After meeting her, I will sit beside her silently to comfort her and listen to her by making eye contact and nod occasionally. I will let her grief in the ways that she feels most comfortable without interjecting her like crying or talking because there is no normal grieving period, and everyone reacts differently to a loss. I will make very short comments when necessary and avoid saying things which may come across as insensitive (DeVito et al., 2016, p. 162). For example, I will say: “I am really sorry for your loss. But if you want to talk to me in the ways you are comfortable with, I am there to listen to you whenever you want”.

Being a good friend of Elena, I will encourage her to express or talk about her grief, as death of a spouse and son is usually a powerful loss and learning to live without them may be harder than one would expect as the days, months and years after them will never be the same. I will not force her to talk about her feelings as memories might remind her of her loss and increase her pain further (DeVito et al., 2016, p. 163). For example, I will say: “I am so sorry for your loss. I know its hard for you to talk or express your feelings, but you feel free to talk to me about anything now, or whenever you want to.”

I will be sensitive and leave her alone if she is not ready to talk more and wants some private time, as not necessarily she wants affection or support but rather she can deal better with things alone and may want to be left alone after talking about her grief (DeVito et al., 2016, p. 163). For example, I will say: “I am so sorry for your loss. I am there for you whenever you want to talk whenever you are ready and comfortable”.

I will empathize with Elena and let her know that I care for her and am available for her whenever she needs me. To comfort her, I will continue to support her by following up on her to check how she is feeling like texting her or calling her on regular basis. Small gestures like sending bouquet of flowers or postcards will also take some of her pain away (DeVito et al., 2016, p. 163). For example, I will say: “I am sorry for your loss. You can feel free to reach out to me if you ever need anything”.

To distract her from the grief, I will make an effort to clear up my schedule and devote more time to be there for Elena. I will try to keep her busy by getting her out of the house into some fresh air for a walk or register ourselves for yoga classes or go out for lunch or dinner or enjoy movie together. This will do good physically and mentally not only to her but also to me as well (DeVito et al., 2016, p. 163).

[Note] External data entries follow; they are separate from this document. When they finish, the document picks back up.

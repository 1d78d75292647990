//! Planting comparison example: the same cell with and without new trees.
//!
//! Run from the project root:
//!   cargo run --example planting_comparison

use std::sync::Arc;

use canopy_forecaster::config::ForecastConfig;
use canopy_forecaster::features::{FeatureProvider, InMemoryFeatureStore};
use canopy_forecaster::models::TreeCohortState;
use canopy_forecaster::predict::PredictorSet;
use canopy_forecaster::service::ForecastService;
use canopy_forecaster::visualization::print_temperature_trend;

fn main() {
    let mut store = InMemoryFeatureStore::new();
    store.insert("882a100d65fffff", TreeCohortState::new(100, 15.0));

    let service = ForecastService::new(
        Arc::new(store) as Arc<dyn FeatureProvider>,
        Arc::new(PredictorSet::rule_based()),
        &ForecastConfig::default(),
    );

    println!("\n=== No action ===");
    match service.project("882a100d65fffff", 15, 0) {
        Ok(result) => print_temperature_trend(&result.yearly_projections),
        Err(e) => eprintln!("Baseline projection failed: {e}"),
    }

    println!("\n=== Plant 300 trees ===");
    match service.project("882a100d65fffff", 15, 300) {
        Ok(result) => print_temperature_trend(&result.yearly_projections),
        Err(e) => eprintln!("Planting projection failed: {e}"),
    }
}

According to DeVito et al. (2016), anger is a natural, basic, normal, and healthy human

emotion that everybody experiences from time to time when we feel frustrated, attacked, deceived or when unfairly treated. The experience of anger widely varies for each person like how often he/she gets angry, how intensely he/she feels when in anger and how long the anger lasts for her/him. People also vary while experiencing anger like some people always get angry while some rarely get angry, some people are well aware of their anger while some fail to recognize their anger when it occurs, some people are comfortable dealing with their anger while it is difficult for some to express and deal with it. As anger being a common and unavoidable emotion, it can be constructive or destructive. If managed properly, anger can be constructive and useful like it may help in identifying problems that are bothering, it motivates to achieve the goals and energizes to fight or flee. On the other hand, anger can be harmful and destructive as it can be detrimental to health like it may increase the pulse rate and blood pressure, can impair the immune system, can give sleep and digestion problems however impacting negatively to the overall physical and mental health (p. 161).

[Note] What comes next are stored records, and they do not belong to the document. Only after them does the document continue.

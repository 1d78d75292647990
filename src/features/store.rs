use std::collections::HashMap;
use std::io::Read;
use std::path::Path;

use crate::error::ForecastError;
use crate::features::FeatureProvider;
use crate::models::{CellId, HealthMix, SpeciesShare, TreeCohortState};

/// CSV row structure for per-cell feature extracts.
///
/// `species_mix` is a compact `CODE:frac;CODE:frac` list; the health
/// columns are fractions of the population per rating.
#[derive(Debug, serde::Deserialize, serde::Serialize)]
struct CellRow {
    cell_id: String,
    tree_count: u32,
    avg_diameter_cm: f64,
    #[serde(default)]
    species_mix: Option<String>,
    #[serde(default)]
    pct_good: Option<f64>,
    #[serde(default)]
    pct_fair: Option<f64>,
    #[serde(default)]
    pct_poor: Option<f64>,
}

/// Process-local feature store backed by a hash map, loaded once at
/// startup and read-only afterwards.
#[derive(Debug, Default, Clone)]
pub struct InMemoryFeatureStore {
    cells: HashMap<CellId, TreeCohortState>,
}

impl InMemoryFeatureStore {
    pub fn new() -> Self {
        Self::default()
    }

    /// Insert or replace a cell's state (test and demo setup).
    pub fn insert(&mut self, cell: impl Into<CellId>, state: TreeCohortState) {
        self.cells.insert(cell.into(), state);
    }

    pub fn len(&self) -> usize {
        self.cells.len()
    }

    pub fn is_empty(&self) -> bool {
        self.cells.is_empty()
    }

    /// Load a feature table from a CSV file.
    pub fn from_csv_path(path: impl AsRef<Path>) -> Result<Self, ForecastError> {
        let mut rdr = csv::ReaderBuilder::new()
            .has_headers(true)
            .flexible(true)
            .trim(csv::Trim::All)
            .from_path(path.as_ref())?;
        Self::from_csv_reader(&mut rdr)
    }

    /// Load a feature table from in-memory CSV bytes.
    pub fn from_csv_bytes(bytes: &[u8]) -> Result<Self, ForecastError> {
        let mut rdr = csv::ReaderBuilder::new()
            .has_headers(true)
            .flexible(true)
            .trim(csv::Trim::All)
            .from_reader(bytes);
        Self::from_csv_reader(&mut rdr)
    }

    fn from_csv_reader<R: Read>(rdr: &mut csv::Reader<R>) -> Result<Self, ForecastError> {
        let mut cells = HashMap::new();
        for result in rdr.deserialize() {
            let row: CellRow = result?;
            let state = row_to_state(&row)?;
            state
                .validate()
                .map_err(|e| ForecastError::Parse(format!("cell '{}': {e}", row.cell_id)))?;
            cells.insert(CellId::new(row.cell_id), state);
        }
        tracing::debug!(cells = cells.len(), "feature store loaded");
        Ok(Self { cells })
    }
}

fn row_to_state(row: &CellRow) -> Result<TreeCohortState, ForecastError> {
    let species_mix = match row.species_mix.as_deref() {
        Some(s) if !s.is_empty() => parse_species_mix(s)
            .map_err(|e| ForecastError::Parse(format!("cell '{}': {e}", row.cell_id)))?,
        _ => Vec::new(),
    };
    let health_mix = match (row.pct_good, row.pct_fair, row.pct_poor) {
        (None, None, None) => None,
        (good, fair, poor) => Some(HealthMix {
            good: good.unwrap_or(0.0),
            fair: fair.unwrap_or(0.0),
            poor: poor.unwrap_or(0.0),
        }),
    };
    Ok(TreeCohortState {
        tree_count: row.tree_count,
        avg_diameter_cm: row.avg_diameter_cm,
        species_mix,
        health_mix,
    })
}

/// Parse `CODE:frac;CODE:frac` into species shares.
fn parse_species_mix(s: &str) -> Result<Vec<SpeciesShare>, String> {
    let mut shares = Vec::new();
    for part in s.split(';').filter(|p| !p.is_empty()) {
        let (code, fraction) = part
            .split_once(':')
            .ok_or_else(|| format!("malformed species share '{part}'"))?;
        let fraction: f64 = fraction
            .trim()
            .parse()
            .map_err(|_| format!("malformed species fraction '{part}'"))?;
        shares.push(SpeciesShare {
            code: code.trim().to_string(),
            fraction,
        });
    }
    Ok(shares)
}

impl FeatureProvider for InMemoryFeatureStore {
    fn cell_features(&self, cell: &CellId) -> Result<TreeCohortState, ForecastError> {
        self.cells
            .get(cell)
            .cloned()
            .ok_or_else(|| ForecastError::CellNotFound(cell.to_string()))
    }

    fn cell_ids(&self) -> Vec<CellId> {
        let mut ids: Vec<CellId> = self.cells.keys().cloned().collect();
        ids.sort();
        ids
    }
}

“The possible explanation about Sonny expressing his anger ineffectively could be that for one,

since Sonny lost his Dad at a young age, being the eldest son in the family, it meant that Sonny had to be the man of the house and whole household responsibility came on him which could have caused mental illness and depression for him to handle and take care of everyone in the family along with other responsibilities” (“Elder Abuse,” 2019, para. 8). “Another reason for Sonny’s anger could be the loss of his job and no money, as someone who does not have a job and has no money to fulfill even his basic needs, tends to get frustrated and angry every now and then due to insecurity. Since Sonny was not working, he used to steal his Mother’s bank card to pay for his expenses” (“Elder Abuse,” 2019, para. 10). Furthermore, addiction of alcohol and substance abuse can also impact your mental abilities and overall thinking power. “Since Sonny was influenced of alcohol, he had impaired judgement and was treating Elena and Tricia with disrespect” (“Elder Abuse,” 2019, para. 9-11).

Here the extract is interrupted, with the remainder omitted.